(DATASET CONTENT Opens)

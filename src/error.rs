use thiserror::Error;

/// Errors raised while setting up a generation request. None of these are recoverable by
/// retrying; the caller must fix the input or the configuration.
#[derive(Error, Debug, Clone, PartialEq, Eq)]
pub enum Error {
    #[error("invalid configuration: {0}")]
    InvalidConfig(String),
    #[error("pixel buffer holds {actual} pixels but the bitmap size requires {expected}")]
    InvalidBitmap { expected: usize, actual: usize },
    #[error("source bitmap has no pixels")]
    EmptyBitmap,
}

impl Error {
    pub(crate) fn invalid_config(message: impl Into<String>) -> Self {
        Error::InvalidConfig(message.into())
    }
}

/// Why a run stopped before every cell was decided. A contradiction is expected from time to
/// time; the run is reset and may be attempted again.
#[derive(Error, Debug, Clone, Copy, PartialEq, Eq)]
pub enum PropagateError {
    #[error("contradiction: a cell has no compatible patterns")]
    Contradiction,
    #[error("the run was cancelled")]
    Cancelled,
}

pub type Result<T> = ::std::result::Result<T, Error>;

(DATASET CONTENT Closes)

**YOUR OBJECTIVE**.
Your output should be an exact copy of the lines from the top of the listing above to the line with "bitmap has no", both ends included.

**RESPONSE TO THE TASK**.
filename src/error.rs
use thiserror::Error;

/// Errors raised while setting up a generation request. None of these are recoverable by
/// retrying; the caller must fix the input or the configuration.
#[derive(Error, Debug, Clone, PartialEq, Eq)]
pub enum Error {
    #[error("invalid configuration: {0}")]
    InvalidConfig(String),
    #[error("pixel buffer holds {actual} pixels but the bitmap size requires {expected}")]
    InvalidBitmap { expected: usize, actual: usize },
    #[error("source bitmap has no pixels")]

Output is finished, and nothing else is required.